Ferrari staying ‘loyal’ to design concept, but 2023 car will be ‘faster and more reliable’

Michelle Foster
Ferrari's Mattia Binotto at the Singapore Grand Prix. Marina Bay, October 2022.

Ferrari's Mattia Binotto at the Singapore Grand Prix. Marina Bay, October 2022.

Ferrari’s 2023 car, project name ‘675’, will “stay loyal” to the F1-75’s concept but it will “faster and more reliable” says out-going team boss Mattia Binotto.

Ferrari hit the ground running at the start of Formula 1’s ground effect aerodynamic era, the F1-75 sporting a different sidepod look to its rivals. Winning two of the opening three races, Bahrain and Australia, the design approach was deemed a success.

However, as the season progressed the F1-75 began to lose ground to Red Bull’s RB18, Ferrari falling short in the development war with even Mercedes closing the gap in the latter part of the championship.

With just two additional wins, Silverstone and Austria, Ferrari finished the season runner-up in both championships.

“We have to focus on making the car faster and more reliable,” Binotto said in Abu Dhabi as per Formu1a.uno.

“These are the keys to fight at the top for the entire season.”

The team boss, who will leave Ferrari at the end of the year having tendered his resignation post season, revealed the Scuderia will stay true to 2022’s design concept, adamant they won’t follow Red Bull or anyone else’s sidepod philosophy.

“We won’t copy anyone,” he said. “The F1-75 is a great starting point. We will stay loyal to our concept, and try to improve performance in every area.”

A ‘definitive fix’ for Ferrari’s PU reliability issues

Ferrari, it has been said, can also look forward to a more reliable engine next season, one that will allow them to run it at full power.

While it was initially thought a large part of Ferrari’s late-season failure to win a race was down to TD39, the FIA’s Technical Directive introduced mid-season to curb porpoising and limit the amount a car’s floor could flex, Italian journalist Leo Turrini proclaimed it was the engine.

“It is no longer a mystery that the Maranello power unit has never run at the maximum power level. We are probably talking about 25/30 hp [horsepower], or 6/7 tenths [per lap],” he said.

Speaking about the power unit’s “precarious reliability”, he explained Ferrari had taken the hit in order to get it right in a “significant way for next year”.

Formu1a.uno supports this claim, saying instead of putting forward a quick fix in 2022, Ferrari engine chief Enrico Gualtieri and his team “concentrated on producing new parts aimed at a definitive fix to these issues come the new season”.

Confidence to go with that ‘faster and more reliable’ car

Although the 2022 season was a vast improvement on Ferrari’s previous two years, win-less in 2020 and again in 2021, it wasn’t enough to save Binotto’s job.

Putting up a flag outside their Maranello headquarters as early as race one, the Australian Grand Prix, and following that up with another two races later, Bahrain, Ferrari and their tifosi began to believe a first World title since 2007 could be on the cards.

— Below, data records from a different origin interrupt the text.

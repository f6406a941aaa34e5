// Copyright 2025 Fernando Borretti
//
// Licensed under the Apache License, Version 2.0 (the "License");
// you may not use this file except in compliance with the License.
// You may obtain a copy of the License at
//
//     http://www.apache.org/licenses/LICENSE-2.0
//
// Unless required by applicable law or agreed to in writing, software
// distributed under the License is distributed on an "AS IS" BASIS,
// WITHOUT WARRANTIES OR CONDITIONS OF ANY KIND, either express or implied.
// See the License for the specific language governing permissions and
// limitations under the License.

use std::path::PathBuf;

use clap::Parser;
use clap::Subcommand;

use crate::cmd::Context;
use crate::cmd::add::AddCard;
use crate::cmd::add::add_card;
use crate::cmd::add::add_question;
use crate::cmd::check::check_config;
use crate::cmd::queue::QueueKind;
use crate::cmd::queue::print_queue;
use crate::cmd::queue::print_session;
use crate::cmd::queue::print_weak;
use crate::cmd::review::Outcome;
use crate::cmd::review::answer;
use crate::cmd::review::review;
use crate::cmd::sessions::finish_session;
use crate::cmd::sessions::print_sessions;
use crate::cmd::sessions::start_session;
use crate::cmd::stats::StatsFormat;
use crate::cmd::stats::print_stats;
use crate::error::Fallible;
use crate::types::card_kind::CardKind;
use crate::types::item_id::ItemId;
use crate::types::rating::Rating;
use crate::types::session_record::SessionId;
use crate::types::timestamp::Timestamp;
use crate::types::user::UserId;

#[derive(Parser)]
#[command(version, about, long_about = None)]
struct Cli {
    /// Path to the review database.
    #[arg(long, global = true, default_value = "certdrill.db")]
    db: PathBuf,
    /// Optional path to a TOML configuration file.
    #[arg(long, global = true)]
    config: Option<PathBuf>,
    /// Whose items to work with.
    #[arg(long, global = true, default_value = "default")]
    user: UserId,
    #[command(subcommand)]
    command: Command,
}

#[derive(Subcommand)]
enum Command {
    /// Add a flashcard.
    AddCard {
        #[arg(long)]
        front: String,
        #[arg(long)]
        back: String,
        #[arg(long)]
        hint: Option<String>,
        #[arg(long)]
        explanation: Option<String>,
        #[arg(long)]
        image_url: Option<String>,
        /// May be given more than once.
        #[arg(long = "tag")]
        tags: Vec<String>,
        /// The study module the card belongs to.
        #[arg(long)]
        module: Option<String>,
        #[arg(long, default_value = "basic")]
        kind: CardKind,
    },
    /// Track a question that was answered wrong.
    AddQuestion {
        /// The question's id in the question bank.
        question_id: String,
        #[arg(long)]
        domain: Option<String>,
    },
    /// Rate a review of an item.
    Review {
        item: ItemId,
        /// again, hard, good, easy, or 1 to 4.
        rating: Rating,
        /// Seconds spent on the item.
        #[arg(long, default_value_t = 0)]
        time: u32,
    },
    /// Record an attempt at a tracked question.
    Answer {
        item: ItemId,
        #[arg(value_enum)]
        outcome: Outcome,
        #[arg(long, default_value_t = 0)]
        time: u32,
    },
    /// Print the due items, most urgent first.
    Queue {
        #[arg(long, value_enum, default_value = "mixed")]
        kind: QueueKind,
        #[arg(long, default_value_t = 20)]
        limit: usize,
    },
    /// Plan a review session.
    Session {
        /// Defaults to the configured session size.
        #[arg(long)]
        limit: Option<usize>,
    },
    /// List tracked questions below a mastery threshold, weakest first.
    Weak {
        /// Fraction of correct attempts, 0 to 1.
        #[arg(long, default_value_t = 0.7)]
        threshold: f64,
        #[arg(long, default_value_t = 20)]
        limit: usize,
    },
    /// Open a review session record.
    StartSession {
        #[arg(long, value_enum, default_value = "mixed")]
        kind: QueueKind,
        /// Planned length of the session.
        #[arg(long)]
        minutes: Option<u32>,
    },
    /// Close a session, counting the reviews made since it started.
    FinishSession { id: SessionId },
    /// List review sessions, most recent first.
    Sessions {
        #[arg(long, default_value_t = 10)]
        limit: usize,
    },
    /// Print progress statistics.
    Stats {
        #[arg(long, value_enum, default_value = "json")]
        format: StatsFormat,
    },
    /// Validate the configuration file.
    CheckConfig,
}

pub fn entrypoint() -> Fallible<()> {
    let cli: Cli = Cli::parse();
    let now = Timestamp::now();
    if let Command::CheckConfig = cli.command {
        return check_config(cli.config.as_deref());
    }
    let ctx = Context::open(&cli.db, cli.config.as_deref(), cli.user)?;
    match cli.command {
        Command::AddCard {
            front,
            back,
            hint,
            explanation,
            image_url,
            tags,
            module,
            kind,
        } => add_card(
            &ctx,
            AddCard {
                front,
                back,
                hint,
                explanation,
                image_url,
                tags,
                module,
                kind,
            },
            now,
        ),
        Command::AddQuestion {
            question_id,
            domain,
        } => add_question(&ctx, question_id, domain, now),
        Command::Review { item, rating, time } => review(&ctx, item, rating, time, now),
        Command::Answer {
            item,
            outcome,
            time,
        } => answer(&ctx, item, outcome, time, now),
        Command::Queue { kind, limit } => print_queue(&ctx, kind, limit, now),
        Command::Session { limit } => print_session(&ctx, limit, now),
        Command::Weak { threshold, limit } => print_weak(&ctx, threshold, limit),
        Command::StartSession { kind, minutes } => start_session(&ctx, kind, minutes, now),
        Command::FinishSession { id } => finish_session(&ctx, id, now),
        Command::Sessions { limit } => print_sessions(&ctx, limit),
        Command::Stats { format } => print_stats(&ctx, format, now),
        Command::CheckConfig => Ok(()),
    }
}

#[cfg(test)]
mod tests {
    use clap::CommandFactory;

    use super::*;

    #[test]
    fn test_cli_definition() {
        Cli::command().debug_assert();
    }

    #[test]
    fn test_global_defaults() {
        let cli = Cli::parse_from(["certdrill", "stats"]);
        assert_eq!(cli.db, PathBuf::from("certdrill.db"));
        assert_eq!(cli.user.as_str(), "default");
        assert!(cli.config.is_none());
    }

    #[test]
    fn test_review_args() {
        let id = ItemId::question("q-3");
        let text = id.to_string();
        let cli = Cli::parse_from(["certdrill", "--user", "bob", "review", text.as_str(), "3"]);
        assert_eq!(cli.user.as_str(), "bob");
        match cli.command {
            Command::Review { item, rating, time } => {
                assert_eq!(item, id);
                assert_eq!(rating, Rating::Good);
                assert_eq!(time, 0);
            }
            _ => panic!("Expected review"),
        }
    }

    #[test]
    fn test_bad_rating_rejected() {
        let text = ItemId::question("q-3").to_string();
        assert!(Cli::try_parse_from(["certdrill", "review", text.as_str(), "perfect"]).is_err());
    }

    #[test]
    fn test_session_args() {
        let cli = Cli::parse_from(["certdrill", "start-session", "--kind", "question"]);
        match cli.command {
            Command::StartSession { kind, minutes } => {
                assert_eq!(kind, QueueKind::Question);
                assert!(minutes.is_none());
            }
            _ => panic!("Expected start-session"),
        }
        let cli = Cli::parse_from(["certdrill", "finish-session", "7"]);
        match cli.command {
            Command::FinishSession { id } => assert_eq!(id, SessionId::new(7)),
            _ => panic!("Expected finish-session"),
        }
        assert!(Cli::try_parse_from(["certdrill", "finish-session", "seven"]).is_err());
    }

    #[test]
    fn test_weak_defaults() {
        let cli = Cli::parse_from(["certdrill", "weak"]);
        match cli.command {
            Command::Weak { threshold, limit } => {
                assert_eq!(threshold, 0.7);
                assert_eq!(limit, 20);
            }
            _ => panic!("Expected weak"),
        }
    }

    #[test]
    fn test_empty_user_rejected() {
        assert!(Cli::try_parse_from(["certdrill", "--user", "", "stats"]).is_err());
    }
}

But it was not to be. Reliability gremlins, strategy blunders, a wrong step with a floor upgrade, TD39, running out of money under the budget cap, and having to turn down their engine all meant runner-up. First loser.

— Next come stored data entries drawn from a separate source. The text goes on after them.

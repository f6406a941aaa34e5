// Copyright 2025 Fernando Borretti
//
// Licensed under the Apache License, Version 2.0 (the "License");
// you may not use this file except in compliance with the License.
// You may obtain a copy of the License at
//
//     http://www.apache.org/licenses/LICENSE-2.0
//
// Unless required by applicable law or agreed to in writing, software
// distributed under the License is distributed on an "AS IS" BASIS,
// WITHOUT WARRANTIES OR CONDITIONS OF ANY KIND, either express or implied.
// See the License for the specific language governing permissions and
// limitations under the License.

use std::error::Error;
use std::fmt::Display;
use std::fmt::Formatter;

/// A user-facing error. Carries a message and nothing else.
#[derive(Debug, PartialEq)]
pub struct ErrorReport {
    message: String,
}

impl ErrorReport {
    pub fn new(message: impl Into<String>) -> Self {
        Self {
            message: message.into(),
        }
    }

    pub fn message(&self) -> &str {
        &self.message
    }
}

impl Display for ErrorReport {
    fn fmt(&self, f: &mut Formatter<'_>) -> std::fmt::Result {
        write!(f, "error: {}", self.message)
    }
}

impl Error for ErrorReport {}

pub type Fallible<T> = Result<T, ErrorReport>;

pub fn fail<T>(message: impl Into<String>) -> Fallible<T> {
    Err(ErrorReport::new(message))
}

impl From<std::io::Error> for ErrorReport {
    fn from(value: std::io::Error) -> Self {
        ErrorReport::new(format!("I/O error: {value}"))
    }
}

impl From<rusqlite::Error> for ErrorReport {
    fn from(value: rusqlite::Error) -> Self {
        ErrorReport::new(format!("database error: {value}"))
    }
}

impl From<serde_json::Error> for ErrorReport {
    fn from(value: serde_json::Error) -> Self {
        ErrorReport::new(format!("JSON error: {value}"))
    }
}

impl From<toml::de::Error> for ErrorReport {
    fn from(value: toml::de::Error) -> Self {
        ErrorReport::new(format!("invalid configuration: {value}"))
    }
}

#[cfg(test)]
mod tests {
    use super::*;

    #[test]
    fn test_display() {
        let err = ErrorReport::new("directory does not exist.");
        assert_eq!(err.to_string(), "error: directory does not exist.");
    }

    #[test]
    fn test_fail() {
        let result: Fallible<()> = fail("nope");
        assert_eq!(result, Err(ErrorReport::new("nope")));
    }
}
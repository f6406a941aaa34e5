// Copyright 2025 Fernando Borretti
//
// Licensed under the Apache License, Version 2.0 (the "License");
// you may not use this file except in compliance with the License.
// You may obtain a copy of the License at
//
//     http://www.apache.org/licenses/LICENSE-2.0
//
// Unless required by applicable law or agreed to in writing, software
// distributed under the License is distributed on an "AS IS" BASIS,
// WITHOUT WARRANTIES OR CONDITIONS OF ANY KIND, either express or implied.
// See the License for the specific language governing permissions and
// limitations under the License.

//! Persistence of learning items and their review history.

mod memory;
mod sqlite;

use std::error::Error;
use std::fmt::Display;
use std::fmt::Formatter;

pub use memory::MemoryRecorder;
pub use sqlite::SqliteRecorder;

use crate::error::ErrorReport;
use crate::queue::QueueFilter;
use crate::types::item::LearningItem;
use crate::types::item_id::ItemId;
use crate::types::review::ReviewEvent;
use crate::types::review::ReviewSubmission;
use crate::types::session_record::SessionId;
use crate::types::session_record::SessionRecord;
use crate::types::session_record::SessionSummary;
use crate::types::timestamp::Timestamp;
use crate::types::user::UserId;

/// Errors at the storage boundary.
#[derive(Debug, PartialEq)]
pub enum RecorderError {
    /// No item with this id belongs to the user.
    NotFound(ItemId),
    /// The user already has an item with this id.
    Duplicate(ItemId),
    /// The stored schedule no longer matches the state the review was
    /// computed from.
    Conflict(ItemId),
    /// No session with this id belongs to the user.
    SessionNotFound(SessionId),
    /// The session was already completed.
    SessionClosed(SessionId),
    /// The backing store failed.
    Storage(String),
}

impl Display for RecorderError {
    fn fmt(&self, f: &mut Formatter<'_>) -> std::fmt::Result {
        match self {
            RecorderError::NotFound(id) => write!(f, "item not found: {id}"),
            RecorderError::Duplicate(id) => write!(f, "item already exists: {id}"),
            RecorderError::Conflict(id) => {
                write!(f, "item {id} was modified by a concurrent review")
            }
            RecorderError::SessionNotFound(id) => write!(f, "session not found: {id}"),
            RecorderError::SessionClosed(id) => write!(f, "session {id} is already complete"),
            RecorderError::Storage(msg) => write!(f, "storage failure: {msg}"),
        }
    }
}

impl Error for RecorderError {}

impl From<RecorderError> for ErrorReport {
    fn from(value: RecorderError) -> Self {
        ErrorReport::new(value.to_string())
    }
}

impl From<rusqlite::Error> for RecorderError {
    fn from(value: rusqlite::Error) -> Self {
        RecorderError::Storage(value.to_string())
    }
}

impl From<serde_json::Error> for RecorderError {
    fn from(value: serde_json::Error) -> Self {
        RecorderError::Storage(format!("malformed item content: {value}"))
    }
}

impl From<ErrorReport> for RecorderError {
    fn from(value: ErrorReport) -> Self {
        RecorderError::Storage(value.message().to_string())
    }
}

pub type RecorderResult<T> = Result<T, RecorderError>;

/// A store of items and review events, partitioned by user.
///
/// Implementations serialize writes to the same item: `record_review` checks
/// the stored schedule against the submission's `pre` state and applies the
/// update in one critical section.
pub trait ReviewRecorder {
    /// Store a new item. Fails with `Duplicate` if the id is taken.
    fn insert_item(&self, user: &UserId, item: &LearningItem) -> RecorderResult<()>;

    fn get_item(&self, user: &UserId, id: ItemId) -> RecorderResult<LearningItem>;

    /// Every item of the user.
    fn items(&self, user: &UserId) -> RecorderResult<Vec<LearningItem>>;

    /// Flashcards due at `now`, earliest due first.
    fn due_flashcards(
        &self,
        user: &UserId,
        now: Timestamp,
        limit: usize,
    ) -> RecorderResult<Vec<LearningItem>>;

    /// Missed questions due at `now`, earliest due first.
    fn due_questions(
        &self,
        user: &UserId,
        now: Timestamp,
        limit: usize,
    ) -> RecorderResult<Vec<LearningItem>>;

    /// Never-reviewed flashcards, newest first.
    fn new_flashcards(&self, user: &UserId, count: usize) -> RecorderResult<Vec<LearningItem>>;

    /// Missed questions whose mastery is below `threshold`, weakest first.
    /// Never-reviewed questions count as mastery zero.
    fn weak_questions(
        &self,
        user: &UserId,
        threshold: f64,
        limit: usize,
    ) -> RecorderResult<Vec<LearningItem>>;

        /// Review events at or after `since` (all events if `None`), oldest
    /// first.
    fn review_events(
        &self,
        user: &UserId,
        since: Option<Timestamp>,
    ) -> RecorderResult<Vec<ReviewEvent>>;

    /// Apply a review: replace the item's schedule with `post`, update its
    /// tally, and append exactly one event.
    fn record_review(
        &self,
        user: &UserId,
        submission: ReviewSubmission,
    ) -> RecorderResult<ReviewEvent>;

    /// Open a new review session.
    fn start_session(
        &self,
        user: &UserId,
        focus: QueueFilter,
        target_minutes: Option<u32>,
        now: Timestamp,
    ) -> RecorderResult<SessionRecord>;

    fn get_session(&self, user: &UserId, id: SessionId) -> RecorderResult<SessionRecord>;

    /// Close an open session with its summary. Fails with `SessionClosed` if
    /// it was closed already.
    fn complete_session(
        &self,
        user: &UserId,
        id: SessionId,
        summary: SessionSummary,
        now: Timestamp,
    ) -> RecorderResult<SessionRecord>;

    /// The user's sessions, most recently started first.
    fn sessions(&self, user: &UserId, limit: usize) -> RecorderResult<Vec<SessionRecord>>;
}

/// Apply `submission` to the stored `item`, or fail with `Conflict` if the
/// item moved on since the submission's `pre` state was read.
pub(crate) fn apply_review(
    item: &mut LearningItem,
    submission: ReviewSubmission,
) -> RecorderResult<ReviewEvent> {
    if item.schedule != submission.pre {
        return Err(RecorderError::Conflict(item.id));
    }
    item.schedule = submission.post.clone();
    item.tally = item
        .tally
        .record(submission.rating, submission.time_spent_secs);
    Ok(submission.into_event(item.kind()))
}

/// Behaviour every recorder must share, run against each backend.
#[cfg(test)]
pub(crate) mod suite {
    use super::*;
    use crate::helper::item_with;
    use crate::helper::new_card;
    use crate::helper::question_with;
    use crate::scheduler::schedule;
    use crate::types::card_kind::ItemKind;
    use crate::types::rating::Rating;

    pub fn now() -> Timestamp {
        Timestamp::parse("2025-09-10T12:00:00Z").unwrap()
    }

    pub fn user() -> UserId {
        UserId::new("alice").unwrap()
    }

    fn submission(item: &LearningItem, rating: Rating, at: Timestamp) -> ReviewSubmission {
        ReviewSubmission {
            item_id: item.id,
            rating,
            time_spent_secs: 12,
            pre: item.schedule.clone(),
            post: schedule(&item.schedule, rating, at),
            reviewed_at: at,
        }
    }

    pub fn insert_and_get<R: ReviewRecorder>(r: &R) {
        let card = new_card("front", now());
        r.insert_item(&user(), &card).unwrap();
        assert_eq!(r.get_item(&user(), card.id).unwrap(), card);
        assert_eq!(
            r.insert_item(&user(), &card),
            Err(RecorderError::Duplicate(card.id))
        );
        let bob = UserId::new("bob").unwrap();
        assert_eq!(
            r.get_item(&bob, card.id),
            Err(RecorderError::NotFound(card.id))
        );
        r.insert_item(&bob, &card).unwrap();
        assert_eq!(r.items(&user()).unwrap().len(), 1);
    }

    pub fn due_queries<R: ReviewRecorder>(r: &R) {
        let u = user();
        let late = item_with("late", 2.5, 0, now().minus_days(5));
        let recent = item_with("recent", 2.5, 0, now().minus_days(2));
        let future = item_with("future", 2.5, 0, now().plus_days(1));
        let question = question_with("q-1", 2.5, now().minus_days(3));
        let fresh = new_card("fresh", now().minus_days(1));
        let fresher = new_card("fresher", now());
        for item in [&recent, &future, &late, &question, &fresh, &fresher] {
            r.insert_item(&u, item).unwrap();
        }

        let due = r.due_flashcards(&u, now(), 10).unwrap();
        let ids: Vec<ItemId> = due.iter().map(|i| i.id).collect();
        assert_eq!(ids, vec![late.id, recent.id, fresh.id, fresher.id]);
        assert_eq!(r.due_flashcards(&u, now(), 1).unwrap().len(), 1);

        let questions = r.due_questions(&u, now(), 10).unwrap();
        assert_eq!(questions.len(), 1);
        assert_eq!(questions[0].kind(), ItemKind::Question);

        let new = r.new_flashcards(&u, 10).unwrap();
        let ids: Vec<ItemId> = new.iter().map(|i| i.id).collect();
        assert_eq!(ids, vec![fresher.id, fresh.id]);
        assert_eq!(r.new_flashcards(&u, 1).unwrap().len(), 1);
    }

    pub fn record_review<R: ReviewRecorder>(r: &R) {
        let u = user();
        let card = new_card("front", now());
        r.insert_item(&u, &card).unwrap();

        let event = r
            .record_review(&u, submission(&card, Rating::Good, now()))
            .unwrap();
        assert_eq!(event.item_id, card.id);
        assert_eq!(event.item_kind, ItemKind::Flashcard);
        assert_eq!(event.after.interval, 1);

        let stored = r.get_item(&u, card.id).unwrap();
        assert_eq!(stored.schedule.repetitions(), 1);
        assert_eq!(stored.schedule.due(), now().plus_days(1));
        assert_eq!(stored.tally.total, 1);
        assert_eq!(stored.tally.correct, 1);

        let events = r.review_events(&u, None).unwrap();
        assert_eq!(events, vec![event]);
        assert!(r.review_events(&u, Some(now().plus_days(1))).unwrap().is_empty());
        assert!(r.new_flashcards(&u, 10).unwrap().is_empty());
    }

    pub fn stale_review_conflicts<R: ReviewRecorder>(r: &R) {
        let u = user();
        let card = new_card("front", now());
        r.insert_item(&u, &card).unwrap();
        let first = submission(&card, Rating::Good, now());
        let second = submission(&card, Rating::Again, now());
        r.record_review(&u, first).unwrap();
        assert_eq!(
            r.record_review(&u, second),
            Err(RecorderError::Conflict(card.id))
        );
        assert_eq!(r.review_events(&u, None).unwrap().len(), 1);
        assert_eq!(r.get_item(&u, card.id).unwrap().tally.total, 1);
    }

    pub fn weak_questions<R: ReviewRecorder>(r: &R) {
        let u = user();
        let mut shaky = question_with("q-shaky", 2.5, now());
        shaky.tally.total = 4;
        shaky.tally.correct = 1;
        let mut solid = question_with("q-solid", 2.5, now());
        solid.tally.total = 5;
        solid.tally.correct = 5;
        let mut middling = question_with("q-middling", 2.5, now());
        middling.tally.total = 2;
        middling.tally.correct = 1;
        let untried = question_with("q-untried", 2.5, now());
        let card = new_card("card", now());
        for item in [&shaky, &solid, &middling, &untried, &card] {
            r.insert_item(&u, item).unwrap();
        }
        let weak = r.weak_questions(&u, 0.7, 10).unwrap();
        let ids: Vec<ItemId> = weak.iter().map(|i| i.id).collect();
        assert_eq!(ids, vec![untried.id, shaky.id, middling.id]);
        assert_eq!(r.weak_questions(&u, 0.7, 2).unwrap().len(), 2);
        assert_eq!(r.weak_questions(&u, 0.5, 10).unwrap().len(), 2);
        let bob = UserId::new("bob").unwrap();
        assert!(r.weak_questions(&bob, 0.7, 10).unwrap().is_empty());
    }

    pub fn session_records<R: ReviewRecorder>(r: &R) {
        let u = user();
        let first = r
            .start_session(&u, QueueFilter::Mixed, Some(20), now())
            .unwrap();
        assert!(!first.is_completed());
        assert_eq!(first.summary, SessionSummary::default());
        assert_eq!(r.get_session(&u, first.id).unwrap(), first);
        let second = r
            .start_session(&u, QueueFilter::Questions, None, now().plus_days(1))
            .unwrap();
        assert_ne!(first.id, second.id);

        let summary = SessionSummary {
            flashcards_reviewed: 3,
            questions_reviewed: 1,
            correct_count: 2,
            total_count: 4,
            duration_secs: 600,
        };
        let done = r
            .complete_session(&u, first.id, summary, now().plus_days(1))
            .unwrap();
        assert_eq!(done.completed_at, Some(now().plus_days(1)));
        assert_eq!(done.summary, summary);
        assert_eq!(r.get_session(&u, first.id).unwrap(), done);
        assert_eq!(
            r.complete_session(&u, first.id, summary, now().plus_days(2)),
            Err(RecorderError::SessionClosed(first.id))
        );

        let listed = r.sessions(&u, 10).unwrap();
        assert_eq!(listed, vec![second.clone(), done]);
        assert_eq!(r.sessions(&u, 1).unwrap(), vec![second.clone()]);

        let bob = UserId::new("bob").unwrap();
        assert!(r.sessions(&bob, 10).unwrap().is_empty());
        assert_eq!(
            r.get_session(&bob, second.id),
            Err(RecorderError::SessionNotFound(second.id))
        );
        assert_eq!(
            r.complete_session(&bob, second.id, summary, now()),
            Err(RecorderError::SessionNotFound(second.id))
        );
    }

        pub fn review_missing_item<R: ReviewRecorder>(r: &R) {
        let card = new_card("ghost", now());
        assert_eq!(
            r.record_review(&user(), submission(&card, Rating::Good, now())),
            Err(RecorderError::NotFound(card.id))
        );
    }
}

Binotto paid the biggest price, his resignation handed in for president John Elkann could fire him. Former Ferrari team boss Stefano Domenicali summed it up when he said second is “not enough” when you are Ferrari.

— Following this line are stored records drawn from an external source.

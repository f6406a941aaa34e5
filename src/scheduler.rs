// Copyright 2025 Fernando Borretti
//
// Licensed under the Apache License, Version 2.0 (the "License");
// you may not use this file except in compliance with the License.
// You may obtain a copy of the License at
//
//     http://www.apache.org/licenses/LICENSE-2.0
//
// Unless required by applicable law or agreed to in writing, software
// distributed under the License is distributed on an "AS IS" BASIS,
// WITHOUT WARRANTIES OR CONDITIONS OF ANY KIND, either express or implied.
// See the License for the specific language governing permissions and
// limitations under the License.

//! The item scheduler: an SM-2 style state machine over [`ScheduleState`],
//! driven by a four-level [`Rating`].

use crate::config::SchedulerPolicy;
use crate::types::rating::Rating;
use crate::types::schedule::Ease;
use crate::types::schedule::ScheduleState;
use crate::types::timestamp::Timestamp;

pub struct Scheduler {
    policy: SchedulerPolicy,
}

impl Scheduler {
    pub fn new(policy: SchedulerPolicy) -> Self {
        Self { policy }
    }

    /// Apply `rating` to `state` at instant `now`. Total: every rating is
    /// valid for every state.
    pub fn schedule(&self, state: &ScheduleState, rating: Rating, now: Timestamp) -> ScheduleState {
        let p = &self.policy;
        let ease = state.ease().value();
        let interval = state.interval();
        let (ease, interval, repetitions, lapses) = match rating {
            Rating::Again => (
                Ease::saturating(ease - p.again_ease_penalty, p.min_ease),
                p.again_interval,
                0,
                state.lapses() + 1,
            ),
            Rating::Hard => {
                let next = round_days(f64::from(interval) * p.hard_multiplier).max(1);
                (
                    Ease::saturating(ease - p.hard_ease_penalty, p.min_ease),
                    next,
                    state.repetitions() + 1,
                    state.lapses(),
                )
            }
            Rating::Good => {
                let repetitions = state.repetitions() + 1;
                let next = match repetitions {
                    1 => p.first_interval,
                    2 => p.second_interval,
                    _ => round_days(f64::from(interval) * ease).max(1),
                };
                (state.ease(), next, repetitions, state.lapses())
            }
            Rating::Easy => {
                let new_ease = Ease::saturating(ease + p.easy_ease_bonus, p.min_ease);
                let base = f64::from(interval.max(1));
                let mut next = round_days(base * new_ease.value() * p.easy_multiplier);
                if interval == 0 {
                    next = next.max(p.easy_first_interval);
                }
                (new_ease, next, state.repetitions() + 1, state.lapses())
            }
        };
        let interval = interval.clamp(1, p.max_interval.max(1));
        let next = ScheduleState::reviewed(ease, interval, repetitions, lapses, now);
        log::debug!(
            "{} ease={} interval={}d reps={} lapses={} due={}",
            rating,
            next.ease(),
            next.interval(),
            next.repetitions(),
            next.lapses(),
            next.due()
        );
        next
    }
}

impl Default for Scheduler {
    fn default() -> Self {
        Self::new(SchedulerPolicy::default())
    }
}

/// Schedule with the default policy.
pub fn schedule(state: &ScheduleState, rating: Rating, now: Timestamp) -> ScheduleState {
    Scheduler::default().schedule(state, rating, now)
}

fn round_days(days: f64) -> u32 {
    if days.is_finite() && days > 0.0 {
        days.round().min(f64::from(u32::MAX)) as u32
    } else {
        0
    }
}
// Copyright 2025 Fernando Borretti
//
// Licensed under the Apache License, Version 2.0 (the "License");
// you may not use this file except in compliance with the License.
// You may obtain a copy of the License at
//
//     http://www.apache.org/licenses/LICENSE-2.0
//
// Unless required by applicable law or agreed to in writing, software
// distributed under the License is distributed on an "AS IS" BASIS,
// WITHOUT WARRANTIES OR CONDITIONS OF ANY KIND, either express or implied.
// See the License for the specific language governing permissions and
// limitations under the License.

use crate::cmd::Context;
use crate::cmd::print_json;
use crate::error::Fallible;
use crate::types::card_kind::CardKind;
use crate::types::item::Flashcard;
use crate::types::item::LearningItem;
use crate::types::item::MissedQuestion;
use crate::types::timestamp::Timestamp;

/// Flashcard fields as given on the command line.
pub struct AddCard {
    pub front: String,
    pub back: String,
    pub hint: Option<String>,
    pub explanation: Option<String>,
    pub image_url: Option<String>,
    pub tags: Vec<String>,
    pub module: Option<String>,
    pub kind: CardKind,
}

impl From<AddCard> for Flashcard {
    fn from(args: AddCard) -> Self {
        let mut card = Flashcard::new(args.front, args.back);
        card.hint = args.hint;
        card.explanation = args.explanation;
        card.image_url = args.image_url;
        card.tags = args.tags.into_iter().collect();
        card.module_id = args.module;
        card.kind = args.kind;
        card
    }
}

pub fn add_card(ctx: &Context, args: AddCard, now: Timestamp) -> Fallible<()> {
    let item = create_card(ctx, args, now)?;
    print_json(&item)
}

pub fn add_question(
    ctx: &Context,
    question_id: String,
    domain: Option<String>,
    now: Timestamp,
) -> Fallible<()> {
    let item = create_question(ctx, question_id, domain, now)?;
    print_json(&item)
}

fn create_card(ctx: &Context, args: AddCard, now: Timestamp) -> Fallible<LearningItem> {
    ctx.service.add_flashcard(&ctx.user, args.into(), now)
}

fn create_question(
    ctx: &Context,
    question_id: String,
    domain: Option<String>,
    now: Timestamp,
) -> Fallible<LearningItem> {
    let question = MissedQuestion {
        question_id: question_id.trim().to_string(),
        domain,
    };
    ctx.service.add_missed_question(&ctx.user, question, now)
}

The team boss, whoever he may be, faces a tough task revitalising the team after their hard knocks this past season dented confidence. Damon Hill said after qualifying for the Sao Paulo Grand Prix, a Q3 where the Scuderia sent Charles Leclerc out on intermediate tyres on a dry track, they must be thinking ‘what are we going to do wrong today’.

So along with that “faster and more reliable” car that Binotto speaks of, installing confidence within the team is perhaps job number one, and the biggest one of all, if Ferrari hope to challenge for the 2023 titles.